╭─ Information

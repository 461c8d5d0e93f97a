//! Common types shared by the parser, the layout engine and the public API.

pub mod error;
pub mod options;
pub mod style;
pub mod unit;

pub use error::{Error, Result};
pub use options::LayoutOptions;
pub use style::{Color, Point, Rect};
pub use unit::TwipsRounding;
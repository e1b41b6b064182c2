//! Seam between the protocol core and the board's serial byte FIFOs.
//!
//! The core never owns the link hardware. Received bytes are exposed as
//! a contiguous prefix via [`Transport::input_peek`] and consumed with
//! [`Transport::input_pop`]; outgoing frames are written into a
//! reservation obtained from [`Transport::output_reserve`] and published
//! with [`Transport::output_commit`]. Interrupt handlers may append to
//! the input FIFO, but the prefix visible to the core must stay stable
//! for the duration of one poll.

pub trait Transport {
    /// Contiguous view of the bytes received so far.
    fn input_peek(&self) -> &[u8];

    /// Consume `count` bytes from the front of the input.
    fn input_pop(&mut self, count: usize);

    /// Best-effort reservation of `count` bytes of output space.
    ///
    /// Returns `None` when the link is saturated; the caller drops the
    /// message and relies on host retransmission. A reservation that is
    /// never committed is abandoned; the next reserve replaces it.
    fn output_reserve(&mut self, count: usize) -> Option<&mut [u8]>;

    /// Publish the first `count` bytes of the last reservation.
    fn output_commit(&mut self, count: usize);
}
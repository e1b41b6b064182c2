//! Framed binary command protocol core for a microcontroller firmware
//! talking to a host over a byte-oriented serial link.
//!
//! The host sends frames of commands; the device validates each frame
//! (length, sequence number, CRC-16, sync byte), acknowledges it with
//! an empty frame, parses every embedded command against an immutable
//! schema, and dispatches to the registered handler. Responses and
//! asynchronous messages travel back in the same frame format. A noisy
//! link is survived by resynchronizing on the sync byte and letting the
//! host retransmit anything that goes unacknowledged.
//!
//! The crate owns protocol state only. The serial FIFOs, the task
//! scheduler, the shutdown subsystem and the command handlers live with
//! the firmware; they plug in through the [`Transport`] and
//! [`Shutdown`] traits and the [`Schema`] tables.

#![no_std]

pub mod codec;
pub mod crc;
pub mod dispatch;
pub mod frame;
pub mod schema;
pub mod transport;
pub mod vlq;

pub use codec::{Arg, ArgVec, ProgmemBytes, Value};
pub use dispatch::{Dispatcher, Handler, Responder, Shutdown};
pub use frame::{FramePayload, FrameReceiver};
pub use schema::{ArgType, CommandEncoder, CommandParser, Schema, HF_IN_SHUTDOWN, MAX_ARGS};
pub use transport::Transport;

/// Protocol-fatal conditions. Every variant signals a firmware/host
/// disagreement; the dispatcher answers each with a device shutdown
/// carrying the matching reason message. Transient link noise never
/// surfaces here; the frame layer absorbs it with resync and NAK.
#[cfg_attr(feature = "defmt", derive(defmt::Format))]
#[derive(Clone, Copy, Debug, PartialEq, Eq)]
pub enum Error {
    /// Command id outside the schema, or a hole in the command table.
    UnknownCommand(u8),
    /// A command's arguments ran past the end of its frame.
    PayloadOverrun,
    /// A parser table names an encode-only argument type.
    UnsupportedArgType,
    /// More parameters than the argument vector can carry.
    ArgVectorFull,
    /// Encoder id outside the schema.
    UnknownEncoder(u8),
    /// Encoded message does not fit the encoder's declared size.
    EncodeOverflow,
    /// Argument list does not match the encoder's parameter types.
    ValueMismatch,
}

impl Error {
    /// Shutdown reason message for this fault.
    pub fn shutdown_message(&self) -> &'static str {
        match self {
            Error::UnknownCommand(_) => "Invalid command",
            Error::PayloadOverrun | Error::UnsupportedArgType | Error::ArgVectorFull => {
                "Command parser error"
            }
            Error::UnknownEncoder(_) | Error::EncodeOverflow | Error::ValueMismatch => {
                "Message encode error"
            }
        }
    }
}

╰─

Task description:
The task requires each record above to be restated exactly.

Response to this task:
repository 461c8d5d0e93f97a
//! Common types shared by the parser, the layout engine and the public API.

pub mod error;
pub mod options;
pub mod style;
pub mod unit;

pub use error::{Error, Result};
pub use options::LayoutOptions;
pub use style::{Color, Point, Rect};
pub use unit::TwipsRounding;
repository e1b41b6b064182c2
//! Seam between the protocol core and the board's serial byte FIFOs.
//!
//! The core never owns the link hardware. Received bytes are exposed as
//! a contiguous prefix via [`Transport::input_peek`] and consumed with
//! [`Transport::input_pop`]; outgoing frames are written into a
//! reservation obtained from [`Transport::output_reserve`] and published
//! with [`Transport::output_commit`]. Interrupt handlers may append to
//! the input FIFO, but the prefix visible to the core must stay stable
//! for the duration of one poll.

pub trait Transport {
    /// Contiguous view of the bytes received so far.
    fn input_peek(&self) -> &[u8];

    /// Consume `count` bytes from the front of the input.
    fn input_pop(&mut self, count: usize);

    /// Best-effort reservation of `count` bytes of output space.
    ///
    /// Returns `None` when the link is saturated; the caller drops the
    /// message and relies on host retransmission. A reservation that is
    /// never committed is abandoned; the next reserve replaces it.
    fn output_reserve(&mut self, count: usize) -> Option<&mut [u8]>;

    /// Publish the first `count` bytes of the last reservation.
    fn output_commit(&mut self, count: usize);
}
repository e1b41b6b064182c2
//! Framed binary command protocol core for a microcontroller firmware
//! talking to a host over a byte-oriented serial link.
//!
//! The host sends frames of commands; the device validates each frame
//! (length, sequence number, CRC-16, sync byte), acknowledges it with
//! an empty frame, parses every embedded command against an immutable
//! schema, and dispatches to the registered handler. Responses and
//! asynchronous messages travel back in the same frame format. A noisy
//! link is survived by resynchronizing on the sync byte and letting the
//! host retransmit anything that goes unacknowledged.
//!
//! The crate owns protocol state only. The serial FIFOs, the task
//! scheduler, the shutdown subsystem and the command handlers live with
//! the firmware; they plug in through the [`Transport`] and
//! [`Shutdown`] traits and the [`Schema`] tables.

#![no_std]

pub mod codec;
pub mod crc;
pub mod dispatch;
pub mod frame;
pub mod schema;
pub mod transport;
pub mod vlq;

pub use codec::{Arg, ArgVec, ProgmemBytes, Value};
pub use dispatch::{Dispatcher, Handler, Responder, Shutdown};
pub use frame::{FramePayload, FrameReceiver};
pub use schema::{ArgType, CommandEncoder, CommandParser, Schema, HF_IN_SHUTDOWN, MAX_ARGS};
pub use transport::Transport;

/// Protocol-fatal conditions. Every variant signals a firmware/host
/// disagreement; the dispatcher answers each with a device shutdown
/// carrying the matching reason message. Transient link noise never
/// surfaces here; the frame layer absorbs it with resync and NAK.
#[cfg_attr(feature = "defmt", derive(defmt::Format))]
#[derive(Clone, Copy, Debug, PartialEq, Eq)]
pub enum Error {
    /// Command id outside the schema, or a hole in the command table.
    UnknownCommand(u8),
    /// A command's arguments ran past the end of its frame.
    PayloadOverrun,
    /// A parser table names an encode-only argument type.
    UnsupportedArgType,
    /// More parameters than the argument vector can carry.
    ArgVectorFull,
    /// Encoder id outside the schema.
    UnknownEncoder(u8),
    /// Encoded message does not fit the encoder's declared size.
    EncodeOverflow,
    /// Argument list does not match the encoder's parameter types.
    ValueMismatch,
}

impl Error {
    /// Shutdown reason message for this fault.
    pub fn shutdown_message(&self) -> &'static str {
        match self {
            Error::UnknownCommand(_) => "Invalid command",
            Error::PayloadOverrun | Error::UnsupportedArgType | Error::ArgVectorFull => {
                "Command parser error"
            }
            Error::UnknownEncoder(_) | Error::EncodeOverflow | Error::ValueMismatch => {
                "Message encode error"
            }
        }
    }
}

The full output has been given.